Some anti-jokes are funny, some are not!

Q: Why did the chicken cross the road? A: In order to avoid being mauled by a coyote.

Why couldn't 7 multiply itself by 18? Because there were two people having sex in between them.

Knock Knock The door's open, wipe your shoes off on the matt

What do you call a magic MAAAAAAAAAAAN? A magic man

Pete and Repete are sitting on a fence. Pete falls off. Pete suffers from a scraped knee and a bruised tailbone.

Where did Jonathan go when the bombs hit? Everywhere.

What's black, white, and red all over? A pile of dead nuns.

What did the Fish say to the other Fish? Nothing, fish cant talk.

Q: What cat walks on two feet? A: Garfield Q: What mouse walks on two feet? A: Mickey Mouse Q: What duck walks on two feet? A: Donald Duck? A: No, all ducks you dipshit.

why did the chicken cross the road? who cares its a chicken.

What's worse than stabbing your eye with a fork? Stabbing both your eyes with a fork.

A turtle and a rabbit are having a race. The rabbit goes really fast and sees the turtle so far away.
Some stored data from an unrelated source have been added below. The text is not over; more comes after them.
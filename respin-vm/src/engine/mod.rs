//! The emulate-and-capture engine.
//!
//! One [`Engine`] run interprets the target function over an abstract
//! state. Instructions whose inputs are fully known execute at
//! specialization time and vanish; everything else is re-emitted into
//! captured blocks with its operands rewritten against the known state.
//! The same machinery, with capture disabled, is the plain interpreter
//! behind `Rewriter::emulate`.

mod alu;
mod capture;
mod exec;
mod flow;
mod mem;
mod sse;

use crate::block::{Cbb, CbbExit, CbbId};
use crate::error::{Result, RewriteError};
use crate::rewriter::Rewriter;
use crate::state::{EmuState, Taint};

use respin_asm::{Cond, Instruction};

use std::collections::{HashMap, VecDeque};

use tracing::trace;

/// Engine operating mode.
#[derive(Debug, Clone, Copy, PartialEq, Eq)]
pub(crate) enum Mode {
    /// Interpret only; every value is concrete, nothing is captured.
    Interpret,
    /// Partial evaluation with residual capture.
    Capture,
}

/// A value with its taint.
#[derive(Debug, Clone, Copy)]
pub(crate) struct Val {
    pub v: u64,
    pub t: Taint,
}

impl Val {
    pub fn new(v: u64, t: Taint) -> Self {
        Self { v, t }
    }

    pub fn fixed(v: u64) -> Self {
        Self::new(v, Taint::Static)
    }
}

/// Per-trace mutable context threaded through the step functions.
pub(crate) struct Trace {
    pub state: EmuState,
    /// Block residuals are appended to; `None` while interpreting.
    pub cbb: Option<CbbId>,
    /// Return addresses of inlined (substituted) calls.
    pub call_stack: Vec<u64>,
}

/// Where the trace goes after one step.
pub(crate) enum StepFlow {
    /// Fall through to the next instruction.
    Continue,
    /// Continue the same captured block at another address.
    Goto(u64),
    /// The block is finished.
    End(EndKind),
}

/// How a captured block finished.
pub(crate) enum EndKind {
    /// The function returned.
    Ret,
    /// A residual conditional branch; both sides continue.
    Fork {
        cond: Cond,
        taken: u64,
        fallthrough: u64,
    },
    /// A residual indirect jump the trace cannot follow.
    Indirect,
}

struct Job {
    cbb: CbbId,
    addr: u64,
    state: EmuState,
    call_stack: Vec<u64>,
}

/// Result of an engine run.
pub(crate) struct EngineOutcome {
    /// Entry captured block (capture mode).
    pub entry: Option<CbbId>,
    /// State at the final `ret` (interpret mode).
    pub final_state: EmuState,
    /// Soft trace error (interpret mode only).
    pub error: Option<RewriteError>,
}

pub(crate) struct Engine<'rw> {
    pub(crate) rw: &'rw mut Rewriter,
    mode: Mode,
    queue: VecDeque<Job>,
    /// `(dec_addr, es_id)` to captured block.
    index: HashMap<(u64, u64), CbbId>,
    /// Most recent non-glue specialization per decoded address, used to
    /// widen loop-carried state.
    latest: HashMap<u64, CbbId>,
    /// Entry state snapshot per captured block.
    entry_states: HashMap<usize, EmuState>,
    /// Set once a stack address escapes into residual code; after that,
    /// dynamic stores may alias the emulated stack.
    pub(crate) stack_escaped: bool,
    /// Set once a residual store targets unknown or external memory;
    /// later static loads from external memory are no longer foldable.
    pub(crate) external_dirty: bool,
    /// Registers written by residual code; their runtime values are live
    /// and must not be clobbered by scratch materializations.
    pub(crate) dirty: [bool; 16],
    /// Scratch registers whose pending synthetic use completes with the
    /// next emitted residual; released afterwards.
    pub(crate) scratch_release: Vec<u8>,
    steps: usize,
    step_budget: usize,
}

impl<'rw> Engine<'rw> {
    pub fn new(rw: &'rw mut Rewriter, mode: Mode) -> Self {
        // Bound total emulated steps so statically-infinite loops fail
        // cleanly instead of spinning.
        let step_budget = rw.config.caps.decode_instrs.saturating_mul(64).max(1 << 16);
        Self {
            rw,
            mode,
            queue: VecDeque::new(),
            index: HashMap::new(),
            latest: HashMap::new(),
            entry_states: HashMap::new(),
            stack_escaped: false,
            external_dirty: false,
            dirty: [false; 16],
            scratch_release: Vec::new(),
            steps: 0,
            step_budget,
        }
    }

    pub fn capturing(&self) -> bool {
        self.mode == Mode::Capture
    }

    pub fn run(self, entry: u64, state: EmuState) -> Result<EngineOutcome> {
        match self.mode {
            Mode::Interpret => self.run_interpret(entry, state),
            Mode::Capture => self.run_capture(entry, state),
        }
    }

    fn run_interpret(mut self, entry: u64, state: EmuState) -> Result<EngineOutcome> {
        let mut tr = Trace {
            state,
            cbb: None,
            call_stack: Vec::new(),
        };
        let mut addr = entry;
        loop {
            match self.trace_one_block(&mut tr, addr) {
                Ok(Some(next)) => addr = next,
                Ok(None) => {
                    return Ok(EngineOutcome {
                        entry: None,
                        final_state: tr.state,
                        error: None,
                    })
                }
                Err(e) => {
                    return Ok(EngineOutcome {
                        entry: None,
                        final_state: tr.state,
                        error: Some(e),
                    })
                }
            }
        }
    }

    fn run_capture(mut self, entry: u64, state: EmuState) -> Result<EngineOutcome> {
        let es = state.es_id();
        let entry_id = self.new_cbb(entry, state.clone(), es)?;
        self.queue.push_back(Job {
            cbb: entry_id,
            addr: entry,
            state,
            call_stack: Vec::new(),
        });

        while let Some(job) = self.queue.pop_front() {
            let mut tr = Trace {
                state: job.state,
                cbb: Some(job.cbb),
                call_stack: job.call_stack,
            };
            let mut addr = job.addr;
            while let Some(next) = self.trace_one_block(&mut tr, addr)? {
                addr = next;
            }
        }

        Ok(EngineOutcome {
            entry: Some(entry_id),
            final_state: EmuState::new(),
            error: None,
        })
    }

    /// Emulate decoded blocks starting at `addr` until the trace either
    /// continues elsewhere (`Some(next)`) or the current captured block
    /// is finished (`None`).
    fn trace_one_block(&mut self, tr: &mut Trace, addr: u64) -> Result<Option<u64>> {
        let dbb = self.rw.decode_block(addr)?;
        let range = self.rw.dbbs[dbb.0].instrs.clone();
        let instrs: Vec<Instruction> = self.rw.dec_instrs[range].to_vec();

        if self.rw.config.verbose_state {
            trace!(
                addr = format_args!("{addr:#x}"),
                es_id = format_args!("{:#x}", tr.state.es_id()),
                "block entry state"
            );
        }

        for instr in &instrs {
            self.steps += 1;
            if self.steps > self.step_budget {
                return Err(RewriteError::StepBudget(self.step_budget));
            }
            if self.rw.config.verbose_steps {
                trace!(step = %instr, "emulate");
            }
            match self.step(tr, instr)? {
                StepFlow::Continue => {}
                StepFlow::Goto(next) => return Ok(Some(next)),
                StepFlow::End(end) => {
                    self.finish_block(tr, end)?;
                    return Ok(None);
                }
            }
        }
        // A decoded block always ends in an exit instruction, and every
        // exit yields Goto or End.
        unreachable!("decoded block fell off its end")
    }

    fn finish_block(&mut self, tr: &mut Trace, end: EndKind) -> Result<()> {
        let Some(cbb) = tr.cbb else {
            // Interpret mode: only a return can end the trace.
            return match end {
                EndKind::Ret => Ok(()),
                _ => Err(RewriteError::Unsupported {
                    addr: 0,
                    kind: respin_asm::InstrKind::JmpInd,
                }),
            };
        };
        match end {
            EndKind::Ret => {
                self.rw.cbbs[cbb.0].exit = CbbExit::Ret;
            }
            EndKind::Indirect => {
                self.rw.cbbs[cbb.0].exit = CbbExit::Indirect;
            }
            EndKind::Fork {
                cond,
                taken,
                fallthrough,
            } => {
                let taken_id = self.successor(tr, taken)?;
                let fallthrough_id = self.successor(tr, fallthrough)?;
                self.rw.cbbs[cbb.0].exit = CbbExit::Branch {
                    cond,
                    taken: taken_id,
                    fallthrough: fallthrough_id,
                };
            }
        }
        Ok(())
    }

    /// Find or create the captured block a fork edge continues into,
    /// widening loop-carried state and inserting glue blocks for edge
    /// materializations as needed.
    fn successor(&mut self, tr: &Trace, target: u64) -> Result<CbbId> {
        let es = tr.state.es_id();
        if let Some(id) = self.index.get(&(target, es)) {
            return Ok(*id);
        }

        let id = if let Some(prev) = self.latest.get(&target).copied() {
            // The address was specialized before under a different state:
            // widen the previous entry state so both paths fit, then
            // capture (or reuse) the widened specialization.
            let mut widened = self.entry_states[&prev.0].clone();
            widened.widen_from(&tr.state);
            let wid_es = widened.es_id();
            if let Some(existing) = self.index.get(&(target, wid_es)) {
                *existing
            } else {
                let id = self.new_cbb(target, widened.clone(), wid_es)?;
                self.queue.push_back(Job {
                    cbb: id,
                    addr: target,
                    state: widened,
                    call_stack: tr.call_stack.clone(),
                });
                id
            }
        } else {
            let id = self.new_cbb(target, tr.state.clone(), es)?;
            self.queue.push_back(Job {
                cbb: id,
                addr: target,
                state: tr.state.clone(),
                call_stack: tr.call_stack.clone(),
            });
            return Ok(id);
        };

        // Entering a widened block: statically-known values the block no
        // longer assumes must be materialized on this edge.
        let fixups = self.edge_fixups(&tr.state, id)?;
        if fixups.is_empty() {
            return Ok(id);
        }
        let glue_id = self.new_glue(target, es, fixups, id)?;
        Ok(glue_id)
    }

    fn new_cbb(&mut self, addr: u64, state: EmuState, es: u64) -> Result<CbbId> {
        if self.rw.cbbs.len() >= self.rw.config.caps.capture_blocks {
            return Err(RewriteError::CapturedBlockCapacity(
                self.rw.config.caps.capture_blocks,
            ));
        }
        let id = CbbId(self.rw.cbbs.len());
        self.rw.cbbs.push(Cbb::new(addr, es));
        self.index.insert((addr, es), id);
        self.latest.insert(addr, id);
        self.entry_states.insert(id.0, state);
        Ok(id)
    }

    fn new_glue(
        &mut self,
        addr: u64,
        es: u64,
        fixups: Vec<Instruction>,
        target: CbbId,
    ) -> Result<CbbId> {
        if self.rw.cbbs.len() >= self.rw.config.caps.capture_blocks {
            return Err(RewriteError::CapturedBlockCapacity(
                self.rw.config.caps.capture_blocks,
            ));
        }
        let id = CbbId(self.rw.cbbs.len());
        let mut cbb = Cbb::new(addr, es);
        self.rw.captured_instrs += fixups.len();
        cbb.instrs = fixups;
        cbb.exit = CbbExit::Jump(target);
        self.rw.cbbs.push(cbb);
        // Glue is a valid entry point for this (addr, state) pair, but it
        // must not become the widening baseline.
        self.index.insert((addr, es), id);
        Ok(id)
    }
}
So the rabbit takes a short nap and waits for the turtle for a little challenge. Suddenly the rabbit wakes up and sees the turtle about to cross the finish line. The rabbit runs as fast as he can, but it was too late. A bus runs them over and they both die.

Knock knock whos there? I have no anus

What's worse than getting a paper cut? Getting shot in the face.

What do you do if you have a worm in your apple you throw it away

Why couldn't the Asian man drive very well? He was blind from birth.

Roses are red, violets are red, Tulips are red, bushes are red.... WTF MY GARDEN'S ON FIRE.

i like my babies how i like my potatoes..... skinned

A bear walks into a bar and kills every one

Your mamas so old she died of old age, R.I.P.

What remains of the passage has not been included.